TASK DETAILS:
Go through the material below, find each line with the word "scale", and copy those lines.

"""

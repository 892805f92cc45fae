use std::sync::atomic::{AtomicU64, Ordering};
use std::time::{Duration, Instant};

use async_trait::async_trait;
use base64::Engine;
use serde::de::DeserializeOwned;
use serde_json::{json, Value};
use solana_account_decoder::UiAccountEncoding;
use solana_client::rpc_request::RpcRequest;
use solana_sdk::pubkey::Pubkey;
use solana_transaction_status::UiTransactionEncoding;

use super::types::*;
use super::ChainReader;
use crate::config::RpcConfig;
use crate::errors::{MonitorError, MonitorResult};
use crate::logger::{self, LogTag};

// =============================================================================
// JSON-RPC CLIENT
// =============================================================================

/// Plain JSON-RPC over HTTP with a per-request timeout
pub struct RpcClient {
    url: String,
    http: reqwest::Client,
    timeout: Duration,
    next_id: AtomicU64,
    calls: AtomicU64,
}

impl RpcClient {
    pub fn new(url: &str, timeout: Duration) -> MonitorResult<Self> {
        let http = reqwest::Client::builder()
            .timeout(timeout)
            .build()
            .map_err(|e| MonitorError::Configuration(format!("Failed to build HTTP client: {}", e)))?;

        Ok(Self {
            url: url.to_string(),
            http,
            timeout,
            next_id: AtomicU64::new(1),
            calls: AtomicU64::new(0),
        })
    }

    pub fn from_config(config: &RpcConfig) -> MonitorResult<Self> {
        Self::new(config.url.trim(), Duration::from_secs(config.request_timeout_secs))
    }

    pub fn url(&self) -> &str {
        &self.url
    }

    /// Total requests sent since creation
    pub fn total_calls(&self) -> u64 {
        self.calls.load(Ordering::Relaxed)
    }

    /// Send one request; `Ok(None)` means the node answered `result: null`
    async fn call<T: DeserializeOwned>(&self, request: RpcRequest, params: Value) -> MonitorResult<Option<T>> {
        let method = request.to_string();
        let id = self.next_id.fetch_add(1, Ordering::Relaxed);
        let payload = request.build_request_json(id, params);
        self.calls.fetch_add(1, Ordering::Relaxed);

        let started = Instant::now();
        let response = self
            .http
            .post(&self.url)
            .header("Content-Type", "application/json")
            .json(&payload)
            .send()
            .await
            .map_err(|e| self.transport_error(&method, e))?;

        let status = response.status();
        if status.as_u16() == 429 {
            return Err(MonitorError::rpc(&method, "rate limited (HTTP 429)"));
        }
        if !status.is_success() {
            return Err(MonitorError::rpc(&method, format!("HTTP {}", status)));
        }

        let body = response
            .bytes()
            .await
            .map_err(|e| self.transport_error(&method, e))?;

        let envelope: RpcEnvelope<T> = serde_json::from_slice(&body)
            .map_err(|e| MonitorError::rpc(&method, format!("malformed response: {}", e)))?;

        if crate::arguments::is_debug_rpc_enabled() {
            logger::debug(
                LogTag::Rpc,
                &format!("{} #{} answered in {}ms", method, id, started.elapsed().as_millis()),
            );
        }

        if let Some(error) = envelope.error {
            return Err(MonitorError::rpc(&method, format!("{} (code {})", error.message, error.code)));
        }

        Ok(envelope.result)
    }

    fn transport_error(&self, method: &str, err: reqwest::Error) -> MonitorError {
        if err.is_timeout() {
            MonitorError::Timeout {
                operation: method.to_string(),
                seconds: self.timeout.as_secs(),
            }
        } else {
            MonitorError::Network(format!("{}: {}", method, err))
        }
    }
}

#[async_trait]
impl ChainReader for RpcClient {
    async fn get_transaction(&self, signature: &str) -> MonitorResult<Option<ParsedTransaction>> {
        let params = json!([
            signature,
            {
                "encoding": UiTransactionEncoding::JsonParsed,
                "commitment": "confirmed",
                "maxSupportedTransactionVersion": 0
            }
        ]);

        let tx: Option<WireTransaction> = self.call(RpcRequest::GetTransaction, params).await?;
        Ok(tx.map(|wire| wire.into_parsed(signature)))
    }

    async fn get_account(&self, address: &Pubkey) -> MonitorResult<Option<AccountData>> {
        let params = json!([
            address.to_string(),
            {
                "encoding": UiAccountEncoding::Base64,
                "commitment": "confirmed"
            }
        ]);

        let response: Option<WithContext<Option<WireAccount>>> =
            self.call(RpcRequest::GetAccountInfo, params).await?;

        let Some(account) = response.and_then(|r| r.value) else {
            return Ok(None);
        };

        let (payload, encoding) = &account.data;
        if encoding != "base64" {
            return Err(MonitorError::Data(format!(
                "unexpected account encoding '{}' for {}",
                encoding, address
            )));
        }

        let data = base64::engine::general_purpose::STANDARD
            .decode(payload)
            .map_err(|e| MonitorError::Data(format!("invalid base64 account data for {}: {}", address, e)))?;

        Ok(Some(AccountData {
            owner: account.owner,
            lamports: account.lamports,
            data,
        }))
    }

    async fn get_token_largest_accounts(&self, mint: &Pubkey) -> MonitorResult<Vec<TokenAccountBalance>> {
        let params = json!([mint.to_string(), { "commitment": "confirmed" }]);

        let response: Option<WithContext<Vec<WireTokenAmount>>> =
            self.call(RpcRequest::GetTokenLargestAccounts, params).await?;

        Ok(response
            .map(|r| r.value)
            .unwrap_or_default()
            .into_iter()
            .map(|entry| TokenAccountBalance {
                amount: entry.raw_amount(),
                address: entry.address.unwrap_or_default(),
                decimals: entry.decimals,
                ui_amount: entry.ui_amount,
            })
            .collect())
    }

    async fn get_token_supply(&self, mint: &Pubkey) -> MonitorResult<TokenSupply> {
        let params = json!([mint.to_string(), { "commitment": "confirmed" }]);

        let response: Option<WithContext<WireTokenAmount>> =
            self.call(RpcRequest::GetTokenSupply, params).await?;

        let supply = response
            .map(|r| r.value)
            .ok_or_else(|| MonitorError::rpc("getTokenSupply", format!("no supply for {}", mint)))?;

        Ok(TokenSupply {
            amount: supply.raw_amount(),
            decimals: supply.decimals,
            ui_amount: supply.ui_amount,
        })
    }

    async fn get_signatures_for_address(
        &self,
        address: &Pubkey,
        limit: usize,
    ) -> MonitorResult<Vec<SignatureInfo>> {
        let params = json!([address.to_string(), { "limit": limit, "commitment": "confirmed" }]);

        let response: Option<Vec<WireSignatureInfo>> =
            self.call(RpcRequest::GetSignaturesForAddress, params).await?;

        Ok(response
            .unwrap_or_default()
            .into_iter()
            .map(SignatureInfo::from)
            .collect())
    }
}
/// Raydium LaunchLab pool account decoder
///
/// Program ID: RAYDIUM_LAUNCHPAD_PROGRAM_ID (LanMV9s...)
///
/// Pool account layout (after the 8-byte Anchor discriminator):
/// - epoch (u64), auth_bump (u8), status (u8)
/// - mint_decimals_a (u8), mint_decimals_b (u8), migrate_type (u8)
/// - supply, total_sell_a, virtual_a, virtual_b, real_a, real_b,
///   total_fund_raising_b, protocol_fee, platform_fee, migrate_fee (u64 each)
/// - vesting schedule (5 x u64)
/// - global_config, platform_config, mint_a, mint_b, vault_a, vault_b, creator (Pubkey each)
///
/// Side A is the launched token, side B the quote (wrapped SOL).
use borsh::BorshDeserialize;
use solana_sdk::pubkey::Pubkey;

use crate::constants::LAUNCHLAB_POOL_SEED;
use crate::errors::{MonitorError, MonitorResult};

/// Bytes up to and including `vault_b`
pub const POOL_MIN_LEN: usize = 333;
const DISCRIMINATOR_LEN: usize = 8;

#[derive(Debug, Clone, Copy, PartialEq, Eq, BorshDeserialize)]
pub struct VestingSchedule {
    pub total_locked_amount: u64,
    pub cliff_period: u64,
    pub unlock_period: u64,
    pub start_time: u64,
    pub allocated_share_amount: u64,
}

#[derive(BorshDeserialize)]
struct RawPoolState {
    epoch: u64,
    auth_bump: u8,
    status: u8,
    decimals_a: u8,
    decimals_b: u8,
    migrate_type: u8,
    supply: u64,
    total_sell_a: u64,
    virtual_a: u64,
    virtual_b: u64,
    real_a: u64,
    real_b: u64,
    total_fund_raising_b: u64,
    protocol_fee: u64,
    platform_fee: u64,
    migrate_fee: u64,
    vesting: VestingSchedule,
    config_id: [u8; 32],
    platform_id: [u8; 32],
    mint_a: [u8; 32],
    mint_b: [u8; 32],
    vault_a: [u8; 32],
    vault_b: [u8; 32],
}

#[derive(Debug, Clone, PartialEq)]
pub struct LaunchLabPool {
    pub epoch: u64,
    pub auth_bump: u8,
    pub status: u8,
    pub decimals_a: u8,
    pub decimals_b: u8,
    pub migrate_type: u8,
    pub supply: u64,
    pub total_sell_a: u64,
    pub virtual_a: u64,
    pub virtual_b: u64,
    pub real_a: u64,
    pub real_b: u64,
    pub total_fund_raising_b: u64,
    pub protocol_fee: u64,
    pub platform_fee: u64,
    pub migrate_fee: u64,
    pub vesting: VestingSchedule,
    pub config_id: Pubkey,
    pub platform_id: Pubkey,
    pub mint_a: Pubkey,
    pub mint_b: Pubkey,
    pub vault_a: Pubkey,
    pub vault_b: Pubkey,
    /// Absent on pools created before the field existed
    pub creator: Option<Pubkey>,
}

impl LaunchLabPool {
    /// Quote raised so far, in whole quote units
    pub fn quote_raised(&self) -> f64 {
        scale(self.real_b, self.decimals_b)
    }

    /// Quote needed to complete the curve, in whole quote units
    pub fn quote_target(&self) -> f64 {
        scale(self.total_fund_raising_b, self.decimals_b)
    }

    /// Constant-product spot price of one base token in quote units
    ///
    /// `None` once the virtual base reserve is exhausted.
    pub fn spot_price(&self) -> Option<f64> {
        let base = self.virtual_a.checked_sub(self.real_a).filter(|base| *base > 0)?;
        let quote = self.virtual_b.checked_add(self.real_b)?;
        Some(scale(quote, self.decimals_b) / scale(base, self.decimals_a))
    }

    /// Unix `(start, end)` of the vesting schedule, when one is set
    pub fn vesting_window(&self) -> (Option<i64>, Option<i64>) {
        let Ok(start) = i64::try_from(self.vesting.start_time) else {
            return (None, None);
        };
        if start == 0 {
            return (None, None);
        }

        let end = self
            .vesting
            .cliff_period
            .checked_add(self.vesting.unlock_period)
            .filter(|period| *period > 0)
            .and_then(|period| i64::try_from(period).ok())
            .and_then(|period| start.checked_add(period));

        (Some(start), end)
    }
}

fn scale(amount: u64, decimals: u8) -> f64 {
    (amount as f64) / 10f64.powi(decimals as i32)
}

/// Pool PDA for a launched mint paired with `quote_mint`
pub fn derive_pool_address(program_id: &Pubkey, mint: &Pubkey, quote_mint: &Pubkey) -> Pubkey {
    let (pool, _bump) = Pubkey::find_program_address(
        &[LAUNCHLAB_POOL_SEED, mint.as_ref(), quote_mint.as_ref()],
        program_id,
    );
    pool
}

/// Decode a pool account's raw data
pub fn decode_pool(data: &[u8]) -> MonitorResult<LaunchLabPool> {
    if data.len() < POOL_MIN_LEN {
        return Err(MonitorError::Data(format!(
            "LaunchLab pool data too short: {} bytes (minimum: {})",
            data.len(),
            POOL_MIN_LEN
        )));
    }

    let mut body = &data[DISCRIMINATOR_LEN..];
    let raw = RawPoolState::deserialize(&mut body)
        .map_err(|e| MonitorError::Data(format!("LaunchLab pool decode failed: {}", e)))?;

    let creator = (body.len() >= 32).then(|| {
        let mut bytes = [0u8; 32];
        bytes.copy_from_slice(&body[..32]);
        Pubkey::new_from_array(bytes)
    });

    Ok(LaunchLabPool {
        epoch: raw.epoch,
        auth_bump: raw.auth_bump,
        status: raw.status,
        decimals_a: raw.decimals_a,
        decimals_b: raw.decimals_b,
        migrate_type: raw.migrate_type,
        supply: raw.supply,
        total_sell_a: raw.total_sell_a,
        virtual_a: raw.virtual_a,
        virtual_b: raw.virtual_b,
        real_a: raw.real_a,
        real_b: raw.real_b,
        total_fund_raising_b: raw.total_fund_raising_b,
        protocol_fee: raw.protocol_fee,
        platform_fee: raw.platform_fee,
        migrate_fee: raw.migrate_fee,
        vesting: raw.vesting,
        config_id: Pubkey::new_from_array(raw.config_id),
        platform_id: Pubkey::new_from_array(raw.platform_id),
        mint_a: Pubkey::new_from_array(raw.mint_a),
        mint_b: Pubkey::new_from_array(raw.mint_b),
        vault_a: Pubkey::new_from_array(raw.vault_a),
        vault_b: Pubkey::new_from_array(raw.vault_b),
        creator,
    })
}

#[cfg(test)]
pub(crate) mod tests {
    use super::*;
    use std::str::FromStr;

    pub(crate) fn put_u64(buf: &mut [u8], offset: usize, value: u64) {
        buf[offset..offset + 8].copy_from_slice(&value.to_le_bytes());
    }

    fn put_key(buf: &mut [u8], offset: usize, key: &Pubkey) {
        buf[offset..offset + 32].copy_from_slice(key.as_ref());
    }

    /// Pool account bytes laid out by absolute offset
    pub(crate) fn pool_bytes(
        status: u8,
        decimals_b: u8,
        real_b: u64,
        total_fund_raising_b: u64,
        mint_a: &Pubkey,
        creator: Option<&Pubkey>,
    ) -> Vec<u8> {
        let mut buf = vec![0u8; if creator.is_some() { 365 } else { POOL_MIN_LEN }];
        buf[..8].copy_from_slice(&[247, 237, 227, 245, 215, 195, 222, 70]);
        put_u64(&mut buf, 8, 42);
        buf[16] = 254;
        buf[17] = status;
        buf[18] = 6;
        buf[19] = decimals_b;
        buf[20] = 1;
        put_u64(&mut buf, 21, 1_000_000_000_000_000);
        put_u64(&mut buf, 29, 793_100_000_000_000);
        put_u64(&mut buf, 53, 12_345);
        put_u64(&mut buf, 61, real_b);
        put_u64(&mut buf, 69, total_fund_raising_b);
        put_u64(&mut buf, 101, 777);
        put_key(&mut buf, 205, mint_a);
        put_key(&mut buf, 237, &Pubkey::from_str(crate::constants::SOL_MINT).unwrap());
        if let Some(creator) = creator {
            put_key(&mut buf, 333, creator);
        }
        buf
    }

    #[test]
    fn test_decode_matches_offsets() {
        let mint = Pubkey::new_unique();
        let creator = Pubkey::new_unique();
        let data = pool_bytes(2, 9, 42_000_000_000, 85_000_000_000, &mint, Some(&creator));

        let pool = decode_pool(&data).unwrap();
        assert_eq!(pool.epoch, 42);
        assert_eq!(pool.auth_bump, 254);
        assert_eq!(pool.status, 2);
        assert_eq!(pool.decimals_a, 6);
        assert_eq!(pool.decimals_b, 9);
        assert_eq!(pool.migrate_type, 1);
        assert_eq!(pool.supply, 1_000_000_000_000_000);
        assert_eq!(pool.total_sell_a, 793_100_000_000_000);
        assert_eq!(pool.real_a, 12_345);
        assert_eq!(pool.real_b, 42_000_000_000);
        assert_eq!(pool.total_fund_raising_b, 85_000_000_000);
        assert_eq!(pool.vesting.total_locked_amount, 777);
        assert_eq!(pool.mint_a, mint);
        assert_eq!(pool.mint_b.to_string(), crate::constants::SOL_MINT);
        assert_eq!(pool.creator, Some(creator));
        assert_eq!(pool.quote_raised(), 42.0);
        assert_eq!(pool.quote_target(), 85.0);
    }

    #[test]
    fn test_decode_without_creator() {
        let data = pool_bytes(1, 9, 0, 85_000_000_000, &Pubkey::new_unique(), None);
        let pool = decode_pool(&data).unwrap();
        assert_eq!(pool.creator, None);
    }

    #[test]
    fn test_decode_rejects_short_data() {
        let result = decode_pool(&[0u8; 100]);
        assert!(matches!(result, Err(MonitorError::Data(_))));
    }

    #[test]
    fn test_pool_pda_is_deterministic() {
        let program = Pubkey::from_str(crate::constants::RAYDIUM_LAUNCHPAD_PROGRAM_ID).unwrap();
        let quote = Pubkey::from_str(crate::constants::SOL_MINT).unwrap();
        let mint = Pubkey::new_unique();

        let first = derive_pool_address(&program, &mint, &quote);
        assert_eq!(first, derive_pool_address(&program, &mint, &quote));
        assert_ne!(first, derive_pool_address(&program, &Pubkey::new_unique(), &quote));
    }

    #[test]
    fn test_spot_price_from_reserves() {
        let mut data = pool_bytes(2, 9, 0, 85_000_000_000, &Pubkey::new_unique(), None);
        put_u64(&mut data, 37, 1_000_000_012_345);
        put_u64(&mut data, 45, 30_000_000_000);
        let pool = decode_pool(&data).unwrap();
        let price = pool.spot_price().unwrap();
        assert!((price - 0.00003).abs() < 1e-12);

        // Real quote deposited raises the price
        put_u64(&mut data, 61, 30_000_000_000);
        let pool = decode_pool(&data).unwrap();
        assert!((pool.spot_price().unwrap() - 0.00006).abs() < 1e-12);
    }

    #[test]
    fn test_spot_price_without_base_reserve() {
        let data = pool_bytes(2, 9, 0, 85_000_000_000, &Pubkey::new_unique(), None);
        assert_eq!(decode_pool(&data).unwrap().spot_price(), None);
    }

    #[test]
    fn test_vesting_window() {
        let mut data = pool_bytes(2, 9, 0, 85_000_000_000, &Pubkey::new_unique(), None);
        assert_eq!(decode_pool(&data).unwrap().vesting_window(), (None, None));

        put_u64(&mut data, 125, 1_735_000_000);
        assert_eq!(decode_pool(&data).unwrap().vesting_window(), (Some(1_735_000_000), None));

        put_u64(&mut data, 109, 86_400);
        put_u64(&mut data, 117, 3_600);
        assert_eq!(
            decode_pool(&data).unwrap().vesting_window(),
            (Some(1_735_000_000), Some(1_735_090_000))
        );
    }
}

"""

ANSWER FOR THE TASK:
        scale(self.real_b, self.decimals_b)
        scale(self.total_fund_raising_b, self.decimals_b)
        Some(scale(quote, self.decimals_b) / scale(base, self.decimals_a))
fn scale(amount: u64, decimals: u8) -> f64 {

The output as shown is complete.